**PROVIDED MATERIAL**
BEGIN

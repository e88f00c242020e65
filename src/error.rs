//! Error types for commitsmith modules using thiserror.

use thiserror::Error;

/// Errors from git operations.
#[derive(Error, Debug)]
pub enum GitError {
    #[error("Failed to open repository: {0}")]
    OpenRepository(#[source] git2::Error),

    #[error("No staged changes found. Stage changes with 'git add' first.")]
    NoStagedChanges,

    #[error("Failed to collect staged diff: {0}")]
    DiffFailed(#[source] git2::Error),

    #[error("Failed to create commit: {0}")]
    CommitFailed(#[source] git2::Error),

    #[error("Git config error (missing user.name or user.email): {0}")]
    ConfigError(#[source] git2::Error),
}

/// Errors from language-model invocations.
///
/// These are transport-level failures: once one escapes a workflow step
/// the session ends. Malformed-but-delivered completions are handled by
/// each step's own fallback policy instead.
#[derive(Error, Debug)]
pub enum ModelError {
    #[error("Claude Code CLI not found. Install with: npm install -g @anthropic-ai/claude-code")]
    NotInstalled,

    #[error("Model CLI failed to execute: {0}")]
    ExecutionFailed(String),

    #[error("Failed to spawn model process: {0}")]
    SpawnFailed(#[source] std::io::Error),

    #[error("Model returned invalid JSON: {0}")]
    InvalidJson(String),

    #[error("Model process timed out after {0} seconds")]
    Timeout(u64),

    #[error("Model CLI exited with code {code}: {stderr}")]
    NonZeroExit { code: i32, stderr: String },

    #[error("All retry attempts failed: {0}")]
    RetriesExhausted(#[source] Box<ModelError>),
}

/// Errors from changelog operations.
#[derive(Error, Debug)]
pub enum ChangelogError {
    #[error("Failed to open changelog at {path}: {source}")]
    OpenFailed {
        path: String,
        #[source]
        source: std::io::Error,
    },

    #[error("Failed to append to changelog at {path}: {source}")]
    WriteFailed {
        path: String,
        #[source]
        source: std::io::Error,
    },
}

/// Top-level workflow errors.
///
/// Quality rejection is not represented here: it is ordinary control flow
/// inside the quality loop, never an error.
#[derive(Error, Debug)]
pub enum WorkflowError {
    #[error("No staged changes to analyze")]
    NoStagedChanges,

    #[error(transparent)]
    Model(#[from] ModelError),

    #[error(transparent)]
    Changelog(#[from] ChangelogError),
}
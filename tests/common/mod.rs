//! Shared test utilities for integration tests.
//!
//! Not all functions are used by every test file, but they're shared across tests.
#![allow(dead_code)]

use std::sync::Mutex;

use async_trait::async_trait;
use git2::{Oid, Repository, Signature};

use commitsmith::error::ModelError;
use commitsmith::model::{ModelClient, ModelRequest};

/// Model fake that pops canned completions in script order. Running out
/// of script surfaces as a transport failure.
pub struct ScriptedModel {
    responses: Mutex<Vec<String>>,
    calls: Mutex<u32>,
}

impl ScriptedModel {
    pub fn new(responses: Vec<&str>) -> Self {
        let mut reversed: Vec<String> = responses.into_iter().map(String::from).collect();
        reversed.reverse();
        Self {
            responses: Mutex::new(reversed),
            calls: Mutex::new(0),
        }
    }

    pub fn call_count(&self) -> u32 {
        *self.calls.lock().unwrap()
    }
}

#[async_trait]
impl ModelClient for ScriptedModel {
    async fn invoke(&self, _request: &ModelRequest) -> Result<String, ModelError> {
        *self.calls.lock().unwrap() += 1;
        self.responses
            .lock()
            .unwrap()
            .pop()
            .ok_or_else(|| ModelError::ExecutionFailed("script exhausted".into()))
    }
}

/// Create a temporary directory for test output.
pub fn temp_test_dir() -> tempfile::TempDir {
    tempfile::tempdir().expect("Failed to create temp directory")
}

/// A test git repository builder for integration tests.
pub struct TestRepo {
    pub dir: tempfile::TempDir,
    pub repo: Repository,
}

impl TestRepo {
    /// Create a new empty git repository in a temp directory.
    pub fn new() -> Self {
        let dir = tempfile::tempdir().expect("Failed to create temp directory");
        let repo = Repository::init(dir.path()).expect("Failed to init git repo");
        {
            let mut config = repo.config().expect("Failed to open repo config");
            config.set_str("user.name", "Test User").unwrap();
            config.set_str("user.email", "test@example.com").unwrap();
        }
        Self { dir, repo }
    }

    fn signature(&self) -> Signature<'_> {
        Signature::now("Test User", "test@example.com").expect("Failed to create signature")
    }

    /// Write a file into the working tree and stage it, creating parent
    /// directories as needed.
    pub fn stage_file(&self, name: &str, contents: &str) {
        let path = self.dir.path().join(name);
        if let Some(parent) = path.parent() {
            std::fs::create_dir_all(parent).expect("Failed to create parent dirs");
        }
        std::fs::write(&path, contents).expect("Failed to write file");
        let mut index = self.repo.index().expect("Failed to open index");
        index
            .add_path(std::path::Path::new(name))
            .expect("Failed to stage file");
        index.write().expect("Failed to write index");
    }

    /// Commit whatever is staged. Returns the commit OID.
    pub fn commit_staged(&self, message: &str) -> Oid {
        let sig = self.signature();
        let mut index = self.repo.index().unwrap();
        let tree_id = index.write_tree().unwrap();
        let tree = self.repo.find_tree(tree_id).unwrap();
        let parent = self.repo.head().ok().map(|h| h.peel_to_commit().unwrap());
        let parents: Vec<&git2::Commit<'_>> = parent.iter().collect();
        self.repo
            .commit(Some("HEAD"), &sig, &sig, message, &tree, &parents)
            .expect("Failed to commit")
    }
}
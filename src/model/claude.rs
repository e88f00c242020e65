//! Production model client backed by the Claude Code CLI.

use std::env;
use std::process::Stdio;
use std::time::Duration;

use async_trait::async_trait;
use tokio::process::Command;
use tokio::time::timeout;
use tracing::{debug, warn};

use crate::error::ModelError;
use crate::model::retry::retry_with_backoff;
use crate::model::{ModelClient, ModelRequest};

/// Default timeout for model subprocess execution (5 minutes).
const DEFAULT_TIMEOUT_SECS: u64 = 300;

/// Environment variable to override the default timeout.
const TIMEOUT_ENV_VAR: &str = "COMMITSMITH_MODEL_TIMEOUT";

/// Get the configured timeout duration.
///
/// Reads from COMMITSMITH_MODEL_TIMEOUT if set, otherwise uses the
/// default of 300 seconds. Logs a warning for invalid values.
fn get_timeout() -> Duration {
    match env::var(TIMEOUT_ENV_VAR) {
        Ok(v) if !v.is_empty() => match v.parse::<u64>() {
            Ok(secs) => Duration::from_secs(secs),
            Err(_) => {
                warn!(
                    "Invalid {} value '{}', using default {}s",
                    TIMEOUT_ENV_VAR, v, DEFAULT_TIMEOUT_SECS
                );
                Duration::from_secs(DEFAULT_TIMEOUT_SECS)
            }
        },
        _ => Duration::from_secs(DEFAULT_TIMEOUT_SECS),
    }
}

/// Check if the Claude Code CLI is installed and accessible.
///
/// Uses the `which` crate for cross-platform executable detection.
pub async fn check_model_installed() -> Result<(), ModelError> {
    if which::which("claude").is_err() {
        return Err(ModelError::NotInstalled);
    }

    let version_check = Command::new("claude")
        .arg("--version")
        .output()
        .await
        .map_err(ModelError::SpawnFailed)?;

    if !version_check.status.success() {
        return Err(ModelError::NotInstalled);
    }

    Ok(())
}

/// Run the CLI with a prompt and return its raw stdout.
///
/// Uses the -p flag for the prompt and --output-format json, which wraps
/// the completion in a JSON envelope. The subprocess is bounded by
/// [`get_timeout`]; the workflow adds no timeout of its own.
async fn run_model(prompt: &str) -> Result<String, ModelError> {
    let timeout_duration = get_timeout();
    let timeout_secs = timeout_duration.as_secs();

    let output = timeout(
        timeout_duration,
        Command::new("claude")
            .arg("-p")
            .arg(prompt)
            .arg("--output-format")
            .arg("json")
            .stdout(Stdio::piped())
            .stderr(Stdio::piped())
            .output(),
    )
    .await
    .map_err(|_| ModelError::Timeout(timeout_secs))?
    .map_err(ModelError::SpawnFailed)?;

    if !output.status.success() {
        let stderr = String::from_utf8_lossy(&output.stderr).to_string();
        let code = output.status.code().unwrap_or(-1);
        return Err(ModelError::NonZeroExit { code, stderr });
    }

    Ok(String::from_utf8_lossy(&output.stdout).to_string())
}

/// CLI JSON envelope produced by --output-format json.
#[derive(serde::Deserialize)]
struct CliEnvelope {
    result: String,
    #[serde(default)]
    is_error: bool,
}

/// Unwrap the CLI's JSON envelope, falling back to the raw response when
/// no envelope is present.
fn unwrap_envelope(response: &str) -> Result<String, ModelError> {
    match serde_json::from_str::<CliEnvelope>(response) {
        Ok(envelope) if envelope.is_error => Err(ModelError::ExecutionFailed(envelope.result)),
        Ok(envelope) => Ok(envelope.result),
        Err(_) => Ok(response.to_string()),
    }
}

/// Model client that shells out to the Claude Code CLI.
///
/// Transport failures are retried with exponential backoff (3 attempts)
/// before surfacing as [`ModelError::RetriesExhausted`]. When a request
/// declares a JSON shape, the shape is folded into the prompt as a strict
/// output instruction.
#[derive(Debug, Default)]
pub struct ClaudeClient;

impl ClaudeClient {
    pub fn new() -> Self {
        Self
    }

    fn final_prompt(request: &ModelRequest) -> String {
        match &request.schema {
            Some(schema) => format!(
                "{}\n\nRespond with ONLY a single JSON object conforming to this shape \
                 (no markdown, no explanation):\n{}",
                request.prompt, schema
            ),
            None => request.prompt.clone(),
        }
    }
}

#[async_trait]
impl ModelClient for ClaudeClient {
    async fn invoke(&self, request: &ModelRequest) -> Result<String, ModelError> {
        let prompt = Self::final_prompt(request);
        debug!("Invoking model, prompt length {} chars", prompt.len());

        let response = retry_with_backoff(|| run_model(&prompt)).await?;
        unwrap_envelope(&response)
    }
}
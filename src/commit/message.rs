//! The conventional commit message shape and its rendering.

use serde::{Deserialize, Serialize};
use serde_json::{Value, json};

use crate::analysis::CommitType;

/// A structured conventional commit message.
#[derive(Debug, Clone, Serialize, Deserialize)]
pub struct ConventionalCommit {
    #[serde(rename = "type")]
    pub commit_type: CommitType,
    pub scope: Option<String>,
    pub description: String,
    #[serde(default)]
    pub breaking: bool,
    pub body: Option<String>,
    pub footer: Option<String>,
}

impl ConventionalCommit {
    /// JSON shape for structured message requests.
    pub fn schema() -> Value {
        json!({
            "type": "object",
            "properties": {
                "type": {"type": "string", "enum": CommitType::all().iter().map(|t| t.as_str()).collect::<Vec<_>>()},
                "scope": {"type": ["string", "null"]},
                "description": {"type": "string"},
                "breaking": {"type": "boolean"},
                "body": {"type": ["string", "null"]},
                "footer": {"type": ["string", "null"]}
            },
            "required": ["type", "description"]
        })
    }

    /// Render the message: `type(scope)!: description`, then optional
    /// body and footer, each separated by a blank line.
    ///
    /// This is a pure function of the struct fields: identical input
    /// always yields a byte-identical string.
    pub fn render(&self) -> String {
        let mut message = self.commit_type.as_str().to_string();

        if let Some(scope) = &self.scope
            && !scope.is_empty()
        {
            message.push('(');
            message.push_str(scope);
            message.push(')');
        }
        if self.breaking {
            message.push('!');
        }
        message.push_str(": ");
        message.push_str(&self.description);

        if let Some(body) = &self.body
            && !body.trim().is_empty()
        {
            message.push_str("\n\n");
            message.push_str(body.trim());
        }
        if let Some(footer) = &self.footer
            && !footer.trim().is_empty()
        {
            message.push_str("\n\n");
            message.push_str(footer.trim());
        }

        message
    }
}
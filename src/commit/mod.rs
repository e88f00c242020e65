//! Commit message generation, quality gating, and improvement.

pub mod generator;
pub mod message;
pub mod prompt;
pub mod quality;

pub use generator::{derive_scopes, generate_message};
pub use message::ConventionalCommit;
pub use quality::{QualityVerdict, improve_message, judge_message};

END

**BRIEF**
Copy all lines from the data above that contain the word "filename".

**EXPECTED OUTPUT**
filename src/error.rs
filename tests/common/mod.rs
filename src/model/claude.rs
filename src/commit/message.rs
filename src/commit/mod.rs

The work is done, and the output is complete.